Republicans Passed a Debt-Limit Bill. What Are Democrats Waiting For?
The Senate and the president need to drop their theatrics.
Treasury Secretary Janet Yellen warned last week that the federal government could run short of money to pay all its bills “potentially as early as June 1.” To prevent that from happening, the House, the Senate, and President Biden must agree to lift the statutory debt ceiling, which is currently $34.1 trillion. One of those three — the Republican-controlled House — has passed legislation to do just that. Senate majority leader Chuck Schumer and the president have so far refused to do anything.
By a narrow margin on April 26, the House approved a $1.5 trillion increase in the borrowing limit, pairing it with some relatively modest restraints on future spending growth. The Republican package would keep discretionary outlays (which account for about one-quarter of the federal budget) from rising by more than 1 percent per year. It would also reverse the White House plan to unilaterally cancel up to $20,000 of borrowers’ college debt and claw back funds appropriated for COVID-19 relief but never spent.
According to House Speaker Kevin McCarthy, the GOP measures would reduce deficits over the next decade by $4.8 trillion. Total spending between now and 2033 is projected at $80 trillion, so the House legislation is scarcely draconian.
Yet the reaction to the House bill from (many) Democrats has been a show of outrage. Schumer condemns it as “reckless” and “dangerous.” Biden, who is insisting on a debt-limit increase with no strings attached, lambastes the GOP spending trims as “hostage-taking.” The president has invited congressional leaders to a meeting on Tuesday but insists he will not negotiate over the debt ceiling.

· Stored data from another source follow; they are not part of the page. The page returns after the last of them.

//! Top-level event union republished to engine subscribers.

use serde::{Deserialize, Serialize};
use uuid::Uuid;

use crate::domain::account::AccountStateEvent;
use crate::domain::market::{Bar, BarType};
use crate::domain::order::OrderEvent;
use crate::domain::shared::{Symbol, Timestamp};

/// Market session opened for a symbol.
#[derive(Debug, Clone, PartialEq, Eq, Serialize, Deserialize)]
pub struct MarketOpened {
    /// The symbol whose session opened.
    pub symbol: Symbol,
    /// Unique event ID.
    pub event_id: Uuid,
    /// When the session opened.
    pub timestamp: Timestamp,
}

/// Market session closed for a symbol.
#[derive(Debug, Clone, PartialEq, Eq, Serialize, Deserialize)]
pub struct MarketClosed {
    /// The symbol whose session closed.
    pub symbol: Symbol,
    /// Unique event ID.
    pub event_id: Uuid,
    /// When the session closed.
    pub timestamp: Timestamp,
}

/// A completed bar for a subscribed bar type.
#[derive(Debug, Clone, PartialEq, Eq, Serialize, Deserialize)]
pub struct BarDataEvent {
    /// The series the bar belongs to.
    pub bar_type: BarType,
    /// The completed bar.
    pub bar: Bar,
    /// Unique event ID.
    pub event_id: Uuid,
    /// When the bar was emitted.
    pub timestamp: Timestamp,
}

/// Every event the engine applies and republishes.
///
/// Externally tagged so the order variant's own `type` tag survives
/// inside the envelope.
#[derive(Debug, Clone, PartialEq, Eq, Serialize, Deserialize)]
#[serde(rename_all = "SCREAMING_SNAKE_CASE")]
pub enum Event {
    /// An order lifecycle event.
    Order(OrderEvent),
    /// A broker account snapshot.
    AccountState(AccountStateEvent),
    /// A market session opened.
    MarketOpened(MarketOpened),
    /// A market session closed.
    MarketClosed(MarketClosed),
    /// A completed bar.
    BarData(BarDataEvent),
}

impl Event {
    /// Get the event's unique identifier.
    #[must_use]
    pub fn event_id(&self) -> Uuid {
        match self {
            Self::Order(e) => e.event_id(),
            Self::AccountState(e) => e.event_id,
            Self::MarketOpened(e) => e.event_id,
            Self::MarketClosed(e) => e.event_id,
            Self::BarData(e) => e.event_id,
        }
    }

    /// Get the event's timestamp.
    #[must_use]
    pub fn timestamp(&self) -> Timestamp {
        match self {
            Self::Order(e) => e.timestamp(),
            Self::AccountState(e) => e.timestamp,
            Self::MarketOpened(e) => e.timestamp,
            Self::MarketClosed(e) => e.timestamp,
            Self::BarData(e) => e.timestamp,
        }
    }
}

Brinkmanship is nothing new in Washington. But if Democrats don’t want to be blamed for driving the government over a default cliff, they’ll have to do more than just say no. The House has put a plan on the table. Schumer, like Biden, may prefer a so-called “clean” bill that raises the debt limit and leaves spending reform for another day. But without the votes in the Senate to pass such a bill, Democrats are duty-bound to negotiate a compromise with the House.
If Biden had a longstanding policy of supporting “clean” debt-limit increases, his unwillingness to do so now could perhaps be understood as simple consistency. But again and again during his Senate career, Biden voted against such increases. In 2006, for example, Biden blamed the looming crisis on overspending by President George W. Bush. “Because this massive accumulation of debt was predicted,” he said on the Senate floor, “because … it was the result of willful and reckless disregard for the warnings that were given and for the fundamentals of economic management, I am voting against the debt limit increase.”

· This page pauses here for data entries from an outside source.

//! Tick-to-bar pipeline tests: wire snapshots translated into quotes,
//! routed through the aggregation controller, and folded into bars.

use std::sync::Arc;

use rust_decimal_macros::dec;
use tokio::sync::mpsc;

use fix_engine::data::AggregationController;
use fix_engine::domain::market::{
    BarAggregation, BarSpecification, BarType, PriceType, QuoteTick,
};
use fix_engine::domain::shared::{Symbol, Timestamp};
use fix_engine::fix::messages::{FixMessage, MarketDataSnapshot};
use fix_engine::fix::{FixTranslator, SymbolMap, TranslatedMessage};

fn translator() -> FixTranslator {
    FixTranslator::new(Arc::new(SymbolMap::new([(
        "EUR/USD".to_string(),
        Symbol::new("EURUSD"),
    )])))
}

fn snapshot(bid: &str, ask: &str, ts: &str) -> FixMessage {
    FixMessage::MarketDataSnapshot(MarketDataSnapshot {
        symbol_code: "EUR/USD".to_string(),
        bid: bid.to_string(),
        ask: ask.to_string(),
        bid_size: "1000000".to_string(),
        ask_size: "1000000".to_string(),
        timestamp: ts.to_string(),
    })
}

fn quote(message: &FixMessage) -> QuoteTick {
    match translator().translate(message) {
        Some(TranslatedMessage::Quote(tick)) => tick,
        other => panic!("expected quote, got {other:?}"),
    }
}

fn bar_type(period: u32, aggregation: BarAggregation, price_type: PriceType) -> BarType {
    BarType {
        symbol: Symbol::new("EURUSD"),
        specification: BarSpecification {
            period,
            aggregation,
            price_type,
        },
    }
}

#[test]
fn three_tick_bar_from_translated_snapshots() {
    let mut controller = AggregationController::new();
    let (tx, mut rx) = mpsc::unbounded_channel();
    controller.register_receiver(tx);
    controller
        .subscribe(bar_type(3, BarAggregation::Tick, PriceType::Bid))
        .unwrap();

    let ticks = [
        quote(&snapshot("1.1000", "1.1002", "2020-01-06T12:00:01Z")),
        quote(&snapshot("1.1005", "1.1007", "2020-01-06T12:00:02Z")),
        quote(&snapshot("1.0995", "1.0997", "2020-01-06T12:00:03Z")),
    ];
    let mut emitted = Vec::new();
    for tick in &ticks {
        emitted.extend(controller.on_tick(tick));
    }

    assert_eq!(emitted.len(), 1);
    let bar = &emitted[0].bar;
    assert_eq!(bar.open().value(), dec!(1.1000));
    assert_eq!(bar.high().value(), dec!(1.1005));
    assert_eq!(bar.low().value(), dec!(1.0995));
    assert_eq!(bar.close().value(), dec!(1.0995));
    assert_eq!(rx.try_recv().unwrap().bar, emitted[0].bar);
}

#[test]
fn mid_bars_use_the_halved_sum() {
    let mut controller = AggregationController::new();
    controller
        .subscribe(bar_type(2, BarAggregation::Tick, PriceType::Mid))
        .unwrap();

    let first = quote(&snapshot("1.1000", "1.1002", "2020-01-06T12:00:01Z"));
    let second = quote(&snapshot("1.1004", "1.1006", "2020-01-06T12:00:02Z"));
    assert!(controller.on_tick(&first).is_empty());
    let emitted = controller.on_tick(&second);
    assert_eq!(emitted.len(), 1);
    assert_eq!(emitted[0].bar.open().value(), dec!(1.1001));
    assert_eq!(emitted[0].bar.close().value(), dec!(1.1005));
}

#[test]
fn time_bars_close_deterministically_across_instances() {
    let ticks = [
        quote(&snapshot("1.1000", "1.1002", "2020-01-06T12:00:10Z")),
        quote(&snapshot("1.1003", "1.1005", "2020-01-06T12:00:55Z")),
        quote(&snapshot("1.1001", "1.1003", "2020-01-06T12:01:30Z")),
        quote(&snapshot("1.1004", "1.1006", "2020-01-06T12:02:15Z")),
    ];

    let run = || {
        let mut controller = AggregationController::new();
        controller
            .subscribe(bar_type(1, BarAggregation::Minute, PriceType::Bid))
            .unwrap();
        let mut bars = Vec::new();
        for tick in &ticks {
            bars.extend(controller.on_tick(tick).into_iter().map(|e| e.bar));
        }
        bars
    };

    let first_run = run();
    let second_run = run();
    assert_eq!(first_run, second_run);
    assert_eq!(
        first_run[0].timestamp(),
        Timestamp::parse("2020-01-06T12:01:00Z").unwrap()
    );
    assert_eq!(
        first_run[1].timestamp(),
        Timestamp::parse("2020-01-06T12:02:00Z").unwrap()
    );
}

#[test]
fn bar_timestamps_strictly_increase_per_series() {
    let mut controller = AggregationController::new();
    controller
        .subscribe(bar_type(1, BarAggregation::Minute, PriceType::Bid))
        .unwrap();

    let mut closes = Vec::new();
    for minute in 0..5 {
        let ts = format!("2020-01-06T12:0{minute}:30Z");
        let tick = quote(&snapshot("1.1000", "1.1002", &ts));
        closes.extend(
            controller
                .on_tick(&tick)
                .into_iter()
                .map(|e| e.bar.timestamp()),
        );
    }
    assert!(closes.windows(2).all(|pair| pair[0] < pair[1]));
    assert_eq!(closes.len(), 4);
}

Similarly, Biden’s obstinate refusal to link a hike in the borrowing ceiling with negotiations over tax and spending changes is at odds with his stand in the past. During the debt-limit battle in May 2011, then-vice president Biden not only endorsed negotiations, he presided over them.

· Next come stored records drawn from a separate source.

// Allow unwrap/expect in tests - tests should panic on unexpected errors
#![cfg_attr(
    test,
    allow(
        clippy::unwrap_used,
        clippy::expect_used,
        clippy::too_many_lines,
        clippy::match_same_arms,
        clippy::needless_pass_by_value,
        clippy::items_after_statements
    )
)]

//! FIX Execution Engine - Core Library
//!
//! Deterministic execution layer between strategy code and a FIX broker
//! session: commands in, broker events applied, consistent state out.
//!
//! # Layers (inside → outside)
//!
//! - **Domain**: aggregates and value objects (orders, positions,
//!   accounts, bars, precision-tracked decimals)
//! - **FIX**: wire message translation and routing at the session
//!   boundary
//! - **Data**: tick-to-bar aggregation, instrument tables, bar storage
//! - **Engine**: the single-threaded command/event orchestrator and its
//!   in-memory execution database
//! - **Scheduler/Config/Telemetry**: weekly session jobs, YAML
//!   configuration, tracing setup

#![forbid(unsafe_code)]
#![warn(missing_docs)]
#![warn(clippy::pedantic)]

pub mod config;
pub mod data;
pub mod domain;
pub mod engine;
pub mod fix;
pub mod scheduler;
pub mod telemetry;

pub use config::{Config, load_config};
pub use domain::events::Event;
pub use engine::{EngineHandle, EngineRunner, ExecutionEngine};
pub use fix::{FixRouter, FixTranslator, SymbolMap};
//! Configuration loading and validation.
//!
//! Everything the process needs at startup comes from one YAML file:
//! identity context, the FIX session schedule, bar subscriptions and
//! the data-trim window.

use std::path::PathBuf;

use chrono::{NaiveTime, Weekday};
use serde::{Deserialize, Serialize};
use thiserror::Error;

use crate::domain::market::{BarAggregation, BarSpecification, BarType, PriceType};
use crate::domain::shared::Symbol;
use crate::scheduler::WeeklyTime;

/// Configuration errors.
#[derive(Debug, Error)]
pub enum ConfigError {
    /// Failed to read the configuration file.
    #[error("failed to read config file '{path}': {source}")]
    ReadError {
        /// Path to the config file.
        path: String,
        /// The underlying IO error.
        source: std::io::Error,
    },

    /// Failed to parse the YAML.
    #[error("failed to parse config YAML: {0}")]
    ParseError(#[from] serde_yaml_bw::Error),

    /// The parsed configuration is inconsistent.
    #[error("config validation failed: {0}")]
    ValidationError(String),
}

/// Root configuration structure.
#[derive(Debug, Clone, Serialize, Deserialize)]
pub struct Config {
    /// Identity context for submitted orders.
    pub trader: TraderConfig,
    /// FIX session configuration.
    pub fix: FixConfig,
    /// Bar pipeline configuration.
    #[serde(default)]
    pub data: DataConfig,
    /// Logging configuration.
    #[serde(default)]
    pub logging: LoggingConfig,
}

/// Identity context for submitted orders.
#[derive(Debug, Clone, Serialize, Deserialize)]
pub struct TraderConfig {
    /// Trader id, e.g. `TESTER-000`.
    pub trader_id: String,
    /// Broker account id.
    pub account_id: String,
}

/// FIX session configuration.
#[derive(Debug, Clone, Serialize, Deserialize)]
pub struct FixConfig {
    /// Path to the static instrument table CSV.
    pub instrument_table: PathBuf,
    /// Weekly session connect time, UTC.
    #[serde(default = "default_connect")]
    pub connect: WeeklyTime,
    /// Weekly session disconnect time, UTC.
    #[serde(default = "default_disconnect")]
    pub disconnect: WeeklyTime,
}

/// Bar pipeline configuration.
#[derive(Debug, Clone, Serialize, Deserialize, Default)]
pub struct DataConfig {
    /// Bar types subscribed at startup.
    #[serde(default)]
    pub subscriptions: Vec<BarSubscription>,
    /// Rolling trim job configuration.
    #[serde(default)]
    pub trim: TrimConfig,
}

/// One subscribed bar series.
#[derive(Debug, Clone, Serialize, Deserialize)]
pub struct BarSubscription {
    /// Internal symbol, e.g. `AUDUSD`.
    pub symbol: String,
    /// Window length.
    pub period: u32,
    /// Roll-up structure.
    pub aggregation: BarAggregation,
    /// Side of the book.
    pub price_type: PriceType,
}

impl BarSubscription {
    /// The aggregation key this subscription describes.
    #[must_use]
    pub fn bar_type(&self) -> BarType {
        BarType {
            symbol: Symbol::new(&self.symbol),
            specification: BarSpecification {
                period: self.period,
                aggregation: self.aggregation,
                price_type: self.price_type,
            },
        }
    }
}

/// Rolling bar-trim job configuration.
#[derive(Debug, Clone, Serialize, Deserialize)]
pub struct TrimConfig {
    /// Days of bar data to retain.
    pub window_days: i64,
    /// When the weekly trim runs, UTC.
    pub at: WeeklyTime,
}

impl Default for TrimConfig {
    fn default() -> Self {
        Self {
            window_days: 30,
            // Sunday 00:01 UTC, just after the trading week rolls over.
            at: WeeklyTime {
                weekday: Weekday::Sun,
                time: NaiveTime::from_hms_opt(0, 1, 0).unwrap_or_default(),
            },
        }
    }
}

/// Logging configuration.
#[derive(Debug, Clone, Serialize, Deserialize)]
pub struct LoggingConfig {
    /// Default tracing filter, overridable via `RUST_LOG`.
    pub level: String,
}

impl Default for LoggingConfig {
    fn default() -> Self {
        Self {
            level: "info".to_string(),
        }
    }
}

fn default_connect() -> WeeklyTime {
    WeeklyTime {
        weekday: Weekday::Sun,
        time: NaiveTime::from_hms_opt(21, 0, 0).unwrap_or_default(),
    }
}

fn default_disconnect() -> WeeklyTime {
    WeeklyTime {
        weekday: Weekday::Fri,
        time: NaiveTime::from_hms_opt(22, 0, 0).unwrap_or_default(),
    }
}

/// Load configuration from a YAML file.
///
/// # Errors
///
/// Returns a [`ConfigError`] if the file cannot be read, parsed, or
/// validated.
pub fn load_config(path: Option<&str>) -> Result<Config, ConfigError> {
    let path = path.unwrap_or("config.yaml");
    let contents = std::fs::read_to_string(path).map_err(|e| ConfigError::ReadError {
        path: path.to_string(),
        source: e,
    })?;
    load_config_from_string(&contents)
}

/// Load configuration from a YAML string (useful for testing).
///
/// # Errors
///
/// Returns a [`ConfigError`] if the YAML cannot be parsed or validated.
pub fn load_config_from_string(yaml: &str) -> Result<Config, ConfigError> {
    let config: Config = serde_yaml_bw::from_str(yaml)?;
    validate_config(&config)?;
    Ok(config)
}

fn validate_config(config: &Config) -> Result<(), ConfigError> {
    if config.trader.trader_id.is_empty() {
        return Err(ConfigError::ValidationError(
            "trader.trader_id must not be empty".to_string(),
        ));
    }
    if config.trader.account_id.is_empty() {
        return Err(ConfigError::ValidationError(
            "trader.account_id must not be empty".to_string(),
        ));
    }
    if config.data.trim.window_days <= 0 {
        return Err(ConfigError::ValidationError(
            "data.trim.window_days must be positive".to_string(),
        ));
    }
    for subscription in &config.data.subscriptions {
        if subscription.period == 0 {
            return Err(ConfigError::ValidationError(format!(
                "data.subscriptions: zero period for {}",
                subscription.symbol
            )));
        }
    }
    Ok(())
}
//! Bracket (atomic) orders: entry plus linked protective orders.

use serde::{Deserialize, Serialize};

use super::errors::OrderError;
use super::order::Order;
use super::types::OrderType;
use crate::domain::shared::OrderId;

/// An entry order plus its stop-loss and optional take-profit, submitted
/// and tracked as one unit.
#[derive(Debug, Clone, PartialEq, Eq, Serialize, Deserialize)]
pub struct BracketOrder {
    entry: Order,
    stop_loss: Order,
    take_profit: Option<Order>,
}

impl BracketOrder {
    /// Assemble a bracket order.
    ///
    /// # Errors
    ///
    /// Returns an error if the constituents are inconsistent: duplicate
    /// order ids, mixed symbols, protective orders on the entry's side,
    /// mismatched quantities, or a stop-loss that is not a stop order.
    pub fn new(
        entry: Order,
        stop_loss: Order,
        take_profit: Option<Order>,
    ) -> Result<Self, OrderError> {
        let mut ids = vec![entry.order_id(), stop_loss.order_id()];
        if let Some(tp) = &take_profit {
            ids.push(tp.order_id());
        }
        for (i, id) in ids.iter().enumerate() {
            if ids[i + 1..].contains(id) {
                return Err(OrderError::InvalidParameters {
                    field: "order_id".to_string(),
                    message: format!("duplicate order id in bracket: {id}"),
                });
            }
        }

        for (name, order) in [("stop_loss", Some(&stop_loss)), ("take_profit", take_profit.as_ref())]
        {
            let Some(order) = order else { continue };
            if order.symbol() != entry.symbol() {
                return Err(OrderError::InvalidParameters {
                    field: name.to_string(),
                    message: format!(
                        "symbol {} does not match entry symbol {}",
                        order.symbol(),
                        entry.symbol()
                    ),
                });
            }
            if order.side() != entry.side().opposite() {
                return Err(OrderError::InvalidParameters {
                    field: name.to_string(),
                    message: "protective orders must be on the opposite side of the entry"
                        .to_string(),
                });
            }
            if order.quantity() != entry.quantity() {
                return Err(OrderError::InvalidParameters {
                    field: name.to_string(),
                    message: "protective order quantity must match the entry quantity".to_string(),
                });
            }
        }

        if !matches!(stop_loss.order_type(), OrderType::Stop | OrderType::StopLimit) {
            return Err(OrderError::InvalidParameters {
                field: "stop_loss".to_string(),
                message: "stop-loss must be a stop or stop-limit order".to_string(),
            });
        }

        Ok(Self {
            entry,
            stop_loss,
            take_profit,
        })
    }

    /// The entry order.
    #[must_use]
    pub const fn entry(&self) -> &Order {
        &self.entry
    }

    /// The stop-loss order.
    #[must_use]
    pub const fn stop_loss(&self) -> &Order {
        &self.stop_loss
    }

    /// The take-profit order, if any.
    #[must_use]
    pub const fn take_profit(&self) -> Option<&Order> {
        self.take_profit.as_ref()
    }

    /// All constituent order ids, entry first.
    #[must_use]
    pub fn order_ids(&self) -> Vec<&OrderId> {
        let mut ids = vec![self.entry.order_id(), self.stop_loss.order_id()];
        if let Some(tp) = &self.take_profit {
            ids.push(tp.order_id());
        }
        ids
    }

    /// All constituent orders, entry first.
    #[must_use]
    pub fn orders(&self) -> Vec<&Order> {
        let mut orders = vec![&self.entry, &self.stop_loss];
        if let Some(tp) = &self.take_profit {
            orders.push(tp);
        }
        orders
    }
}

#[cfg(test)]
mod tests {
    use super::*;
    use crate::domain::order::order::OrderParams;
    use crate::domain::order::types::{OrderSide, TimeInForce};
    use crate::domain::shared::{Price, Quantity, Symbol, Timestamp};

    fn order(id: &str, side: OrderSide, order_type: OrderType, px: Option<&str>) -> Order {
        Order::new(OrderParams {
            order_id: OrderId::new(id),
            symbol: Symbol::new("AUDUSD"),
            side,
            order_type,
            quantity: Quantity::from_units(100),
            price: px.map(|p| Price::parse(p).unwrap()),
            time_in_force: TimeInForce::Gtc,
            expire_time: None,
            init_time: Timestamp::now(),
        })
        .unwrap()
    }

    #[test]
    fn valid_bracket() {
        let bracket = BracketOrder::new(
            order("O-1", OrderSide::Buy, OrderType::Market, None),
            order("O-2", OrderSide::Sell, OrderType::Stop, Some("1.1900")),
            Some(order("O-3", OrderSide::Sell, OrderType::Limit, Some("1.2100"))),
        )
        .unwrap();
        assert_eq!(bracket.order_ids().len(), 3);
        assert_eq!(bracket.orders().len(), 3);
    }

    #[test]
    fn bracket_without_take_profit() {
        let bracket = BracketOrder::new(
            order("O-1", OrderSide::Buy, OrderType::Market, None),
            order("O-2", OrderSide::Sell, OrderType::Stop, Some("1.1900")),
            None,
        )
        .unwrap();
        assert_eq!(bracket.order_ids().len(), 2);
        assert!(bracket.take_profit().is_none());
    }

    #[test]
    fn duplicate_ids_rejected() {
        let result = BracketOrder::new(
            order("O-1", OrderSide::Buy, OrderType::Market, None),
            order("O-1", OrderSide::Sell, OrderType::Stop, Some("1.1900")),
            None,
        );
        assert!(result.is_err());
    }

    #[test]
    fn stop_loss_on_entry_side_rejected() {
        let result = BracketOrder::new(
            order("O-1", OrderSide::Buy, OrderType::Market, None),
            order("O-2", OrderSide::Buy, OrderType::Stop, Some("1.1900")),
            None,
        );
        assert!(result.is_err());
    }

    #[test]
    fn stop_loss_must_be_stop_order() {
        let result = BracketOrder::new(
            order("O-1", OrderSide::Buy, OrderType::Market, None),
            order("O-2", OrderSide::Sell, OrderType::Limit, Some("1.1900")),
            None,
        );
        assert!(result.is_err());
    }
}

“From the outset of the meeting,” Politico reported at the time, “Biden cited ‘two looming concerns’ — the debt limit, and the ‘much larger looming issue of the long-term debt.’ Biden said the two sides agree that they have to deal with both issues simultaneously.”
That was exactly the right attitude then. It remains the right one now. Washington is trapped in a manifestly unhealthy cycle — (1) deficit spending (2) drives the government ever-deeper into debt, (3) necessitating a higher borrowing ceiling, (4) which facilitates more deficit spending, (5) rinse and repeat. The only hope of escaping this vicious circle is to address spending and the debt limit at the same time.
The federal government is like a family that keeps using a credit card to pay for purchases it can’t really afford. When the card is maxed out, they may be able to get a credit-limit increase, which will temporarily give them breathing room to pay for their obligations. But a temporary reprieve is not a solution. Without fundamentally changing its spending habits, the family will constantly find itself facing financial crises until its credit is eventually cut off.
Washington is drowning in red ink. In the short term the debt ceiling must be raised so the government can pay its bills. But to do so without a plan to stop incurring so many bills would be irresponsible in the extreme. As long as the feds keep racking up debt at the rate of a trillion or more dollars a year, these crises will never end. The bill passed by the House is a good start. The Senate and the president need to drop their theatrics, sit down at the negotiating table, and make it even better.